In the brain, insulin takes up glucose for energy and regulates the neurotransmitters necessary for memory and learning.
Insulin also promotes plasticity--the process by which neurons make new connections.
Insulin also is important for blood vessel functions, the transporters that supply the brain with oxygen and glucose.

Reducing the level of insulin in the brain immediately impairs cognition.
Spatial memory is especially affected when insulin uptake is blocked in the hippocampus.
A boost of insulin improves functioning.

Developing brain diabetes
When binges of fatty or sugary food are consumed, insulin levels spike repeatedly.
Muscle, liver, and fat cells cease responding to the hormone and no longer absorb excess glucose and fat in the blood.
In response, the pancreas works overtime to make more insulin to control the glucose, resulting in high levels of both insulin and glucose.
The constantly high levels of insulin overwhelm the brain, and it becomes less responsive to the signaling hormone.
This impairs the ability to think and form memories, then leads to permanent neural damage.
It has been confirmed that a disrupted insulin system can lead to Alzheimer's symptoms.
Other research shows that triggering diabetes in rabbits creates brain changes.

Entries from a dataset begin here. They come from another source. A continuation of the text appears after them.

//! Colors

/// Convert an f64 [0,1] component to a u8 [0,255] component
pub fn cu8(v: f64) -> u8 {
    (v * 255.0).round() as u8
}

/// Color with components in [0,1] and 8-bit accessors
pub trait Color {
    /// Red in [0,1]
    fn red(&self) -> f64;
    /// Green in [0,1]
    fn green(&self) -> f64;
    /// Blue in [0,1]
    fn blue(&self) -> f64;
    /// Alpha in [0,1]
    fn alpha(&self) -> f64;
    fn red8(&self) -> u8 {
        cu8(self.red())
    }
    fn green8(&self) -> u8 {
        cu8(self.green())
    }
    fn blue8(&self) -> u8 {
        cu8(self.blue())
    }
    fn alpha8(&self) -> u8 {
        cu8(self.alpha())
    }
    fn is_transparent(&self) -> bool {
        self.alpha() == 0.0
    }
    fn is_opaque(&self) -> bool {
        self.alpha() >= 1.0
    }
}

/// Color as red, green, blue, and alpha
#[derive(Debug, Default, Copy, Clone, PartialEq)]
pub struct Rgba8 {
    pub r: u8,
    pub g: u8,
    pub b: u8,
    pub a: u8,
}

impl Rgba8 {
    pub fn new(r: u8, g: u8, b: u8, a: u8) -> Self {
        Rgba8 { r, g, b, a }
    }
    /// White color (255,255,255,255)
    pub fn white() -> Self {
        Self::new(255, 255, 255, 255)
    }
    /// Black color (0,0,0,255)
    pub fn black() -> Self {
        Self::new(0, 0, 0, 255)
    }
    pub fn from_color<C: Color>(c: &C) -> Self {
        Self::new(c.red8(), c.green8(), c.blue8(), c.alpha8())
    }
}

impl Color for Rgba8 {
    fn red(&self) -> f64 {
        f64::from(self.r) / 255.0
    }
    fn green(&self) -> f64 {
        f64::from(self.g) / 255.0
    }
    fn blue(&self) -> f64 {
        f64::from(self.b) / 255.0
    }
    fn alpha(&self) -> f64 {
        f64::from(self.a) / 255.0
    }
    fn red8(&self) -> u8 {
        self.r
    }
    fn green8(&self) -> u8 {
        self.g
    }
    fn blue8(&self) -> u8 {
        self.b
    }
    fn alpha8(&self) -> u8 {
        self.a
    }
}

/// Color as red, green, and blue, fully opaque
#[derive(Debug, Default, Copy, Clone, PartialEq)]
pub struct Rgb8 {
    pub r: u8,
    pub g: u8,
    pub b: u8,
}

impl Rgb8 {
    pub fn new(r: u8, g: u8, b: u8) -> Self {
        Rgb8 { r, g, b }
    }
    pub fn white() -> Self {
        Self::new(255, 255, 255)
    }
    pub fn black() -> Self {
        Self::new(0, 0, 0)
    }
}

impl Color for Rgb8 {
    fn red(&self) -> f64 {
        f64::from(self.r) / 255.0
    }
    fn green(&self) -> f64 {
        f64::from(self.g) / 255.0
    }
    fn blue(&self) -> f64 {
        f64::from(self.b) / 255.0
    }
    fn alpha(&self) -> f64 {
        1.0
    }
    fn red8(&self) -> u8 {
        self.r
    }
    fn green8(&self) -> u8 {
        self.g
    }
    fn blue8(&self) -> u8 {
        self.b
    }
    fn alpha8(&self) -> u8 {
        255
    }
}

Further investigation confirms that the brains of people with Alzheimer's disease are insulin resistant; insulin signaling becomes paralyzed.
Insulin and beta-amyloid are both broken down by the same enzyme.
Normally, the enzyme can handle both, but if too much insulin is present, the enzyme is overwhelmed and the beta-amyloid is neglected and begins to accumulate--possibly into the toxic plaques that kill brain cells.
It has been found that clusters of the toxic beta-amyloids attack and destroy brain tissue covered in insulin receptors; the result is immediate cognitive impairment.
The insulin resistance encourages cells to make addition beta-amyloid, which harms more brain cells--triggering a vicious cycle.

Diabetes in the United States
This result of this research is of concern, because in the United States 19 million people have been diagnosed with diabetes, and 79 million are considered pre-diabetic,showing signs of insulin resistance.
Even if a person does not develop diabetes, an unhealthy diet may set the stage for brain degeneration.

A therapy in which insulin is delivered to the brain through the nose shows initial promise.
The glucose metabolism in these patients improved, and memory and attention span were increased.

Maintaining a healthy diet and weight control seems to be a path to ward off cognitive degeneration.
Restricting harmful fats and sweet foods may help reduce Alzheimer's disease.
Increasing omega-3 fatty acid in the diet may help the brain manage insulin efficiently.
Exercise can promote the body to overcome insulin resistance; regular physical activity has been shown to reduce the risk of Alzheimer's disease by 40%

Type 1 diabetes.
Only 5% of those with diabetes have Type 1, which typically is diagnosed in children and young adults.
The body attacks the insulin-producing cells in the pancreas--making it unable to regulate blood sugar.
Insulin therapy is needed for these patients to survive.

Type 2 diabetes
This is the most common.
Either the pancreas does not produce insulin--or the muscle, liver, and fat cells ignore insulin.
This leads to high blood sugar levels and increased risks of heart disease, stroke, blindness, nerve damages, and amputation.

Type 3 diabetes
This new category refers to Alzheimer's disease,which may arise when brain tissue becomes insulin resistant.
It is similar to Type 2 diabetes, but primarily targets the brain.